Wie ich sehe, hast du noch Reste des fglrx Treibers drauf. Die solltest du entweder entfernen oder nur fglrx verwenden. Also auch den Radeon-KMS Treiber aus der Kernelconfig entfernen oder deaktivieren.

MfG. Stefan

----------

## Phindela

Okay,

so jetzt weiss ich was da spinnt. Habe jetzt erstmal den radeon geblacklisted in /etc/modprobe.d/blacklist.

Dann nochmal den 

```

emerge ati-drivers

```

dann auf den Start von kde über kdm verzichtet

und mit startx rein und siehe da es lief.

konnte auch mein Crossfire für dieses System anfahren.

```

mayhem src # /opt/bin/aticonfig --cfa --adapter=0,1

CrossFire chain added

Warning: X needs to be restarted before CrossFire changes take effect.

mayhem src # /opt/bin/aticonfig --cf=on --adapter=0  

CrossFire chain(s) enabled

CrossFire does not support on this platform

Warning: X needs to be restarted before CrossFire changes take effect.mayhem src # /opt/bin/aticonfig --lsch

CrossFire chain for adapter 0, status: enabled

  0. 00:01.0 AMD Radeon HD 6520G

  1. 01:00.0 AMD Radeon 6600M and 6700M Series

```

und nach dem neustart dann so

```

phindela@mayhem /usr/src $ aticonfig --odgt --odgc --adapter=0,1

Adapter 0 - AMD Radeon HD 6520G

            Sensor 0: Temperature - 49.00 C

Adapter 1 - AMD Radeon 6600M and 6700M Series

            Sensor 0: Temperature - 52.00 C

Adapter 0 - AMD Radeon HD 6520G

                            Core (MHz)    Memory (MHz)

           Current Clocks :    275           667

             Current Peak :    400           667

  Configurable Peak Range : [275-400]     [667-667]

                 GPU load :    3%

Adapter 1 - AMD Radeon 6600M and 6700M Series

                            Core (MHz)    Memory (MHz)

           Current Clocks :    100           150

             Current Peak :    600           800

  Configurable Peak Range : [400-600]     [800-800]

                 GPU load :    3%

```

Irgendwas mit KDM und fglrx kann da nicht in ordnung sein...

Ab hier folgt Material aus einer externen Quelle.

use std::sync::Arc;

use clap::{Parser, Subcommand};
use dispatch::config::Config;
use dispatch::engine::Engine;
use dispatch::error::Error;
use dispatch::places::PlaceRegistry;
use dispatch::server::serve;
use dispatch::simulation::Executor;
use dispatch::store::MemoryStore;
use tracing_subscriber::EnvFilter;

#[derive(Parser)]
#[command(name = "dispatch", about = "Nearest-driver ride dispatch service")]
struct Cli {
    #[command(subcommand)]
    command: Option<Command>,
}

#[derive(Subcommand)]
enum Command {
    /// Serve the HTTP API over the configured record files (default)
    Serve,
    /// Run a booking load test against in-memory stores
    Simulate {
        /// Number of booking requests to fire
        #[arg(default_value_t = 100)]
        bookings: usize,
        /// Drivers seeded before the run
        #[arg(long, default_value_t = 20)]
        drivers: usize,
        /// Riders seeded before the run
        #[arg(long, default_value_t = 10)]
        riders: usize,
        /// Concurrent booking workers
        #[arg(long, default_value_t = 8)]
        workers: usize,
    },
}

#[tokio::main]
async fn main() {
    let cli = Cli::parse();

    tracing_subscriber::fmt()
        .with_env_filter(EnvFilter::try_from_default_env().unwrap_or_else(|_| EnvFilter::new("info")))
        .init();

    if let Err(err) = run(cli.command.unwrap_or(Command::Serve)).await {
        tracing::error!("{}", err);
        std::process::exit(1);
    }
}

async fn run(command: Command) -> Result<(), Error> {
    let config = Config::from_env()?;

    match command {
        Command::Serve => {
            let engine = Engine::new(&config).await?;
            serve(Arc::new(engine), config.bind_addr).await
        }
        Command::Simulate {
            bookings,
            drivers,
            riders,
            workers,
        } => {
            // never touches the configured record files
            let engine = Arc::new(Engine::with_stores(
                PlaceRegistry::default(),
                Arc::new(MemoryStore::new()),
                Arc::new(MemoryStore::new()),
                Arc::new(MemoryStore::new()),
                &config,
            ));

            let mut executor = Executor::new(engine, workers);
            executor.seed_drivers(drivers).await?;
            executor.seed_riders(riders.max(1)).await?;
            let report = executor.run(bookings).await?;

            let report = serde_json::to_string_pretty(&report).map_err(|_| Error::unexpected_error())?;
            println!("{}", report);

            Ok(())
        }
    }
}
pub mod api;
pub mod config;
pub mod engine;
pub mod entities;
pub mod error;
pub mod geo;
pub mod places;
pub mod server;
pub mod store;

pub mod simulation;
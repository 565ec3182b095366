use crate::config::FarePolicy;
use crate::entities::Place;

/// Fare for a ride from `pickup` to `dropoff`.
///
/// `BaseDistance` charges for the drop-off's nominal distance and ignores the
/// pickup entirely; `Haversine` charges for the great-circle trip length.
pub fn fare(policy: FarePolicy, rate_per_km: f64, pickup: &Place, dropoff: &Place) -> f64 {
    let km = match policy {
        FarePolicy::BaseDistance => dropoff.base_distance,
        FarePolicy::Haversine => pickup.distance_km(dropoff),
    };

    km * rate_per_km
}

#[cfg(test)]
mod tests {
    use super::*;
    use crate::places::PlaceRegistry;

    #[test]
    fn base_distance_fare_uses_dropoff_only() {
        let places = PlaceRegistry::default();
        let downtown = places.find("Downtown").unwrap();
        let airport = places.find("Airport").unwrap();
        let mall = places.find("Mall").unwrap();

        assert_eq!(fare(FarePolicy::BaseDistance, 1.0, downtown, airport), 15.0);
        assert_eq!(fare(FarePolicy::BaseDistance, 1.0, mall, airport), 15.0);
        assert_eq!(fare(FarePolicy::BaseDistance, 2.5, airport, downtown), 12.5);
    }

    #[test]
    fn haversine_fare_follows_trip_length() {
        let places = PlaceRegistry::default();
        let downtown = places.find("Downtown").unwrap();
        let airport = places.find("Airport").unwrap();

        let there = fare(FarePolicy::Haversine, 1.0, downtown, airport);
        assert!((there - 20.8).abs() < 0.1);
        assert_eq!(fare(FarePolicy::Haversine, 1.0, downtown, downtown), 0.0);
    }
}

Ansonsten wie stelle ich das jetzt solved?

----------

## bbgermany

Einfach deinen ersten Beitrag editieren.

MfG. Stefan

----------

## Gen-Too

 *Phindela wrote:*   

> 
> 
> Irgendwas mit KDM und fglrx kann da nicht in ordnung sein...
> 
> 

 

Hallo Phindela,

ich versuche mich gerade an was ähnlichem. Ich bekomme bisher auch keinen x-Server gestartet, weiss aber noch nicht ob es was mit KDE zu tun hat. Funktioniert es bei Dir inzwischen in Kombination mit KDE?

Gen-Too

----------

## Phindela

Hallo Gen-too,

also das letzte was ich eben hatte war mit dem treiber 12.4. Um das beschriebene hinzukriegen musst du mit 

```
startx
```

und in der .xinitrc:

```
exec kde
```

starten.

Ansonsten konnte ich nur mit 

```
 aticonfig --px-igpu 
```

die StromsparGpu ansprechen. Die diskrete

```
 aticonfig --px-dgpu 
```

wollte nicht.

----------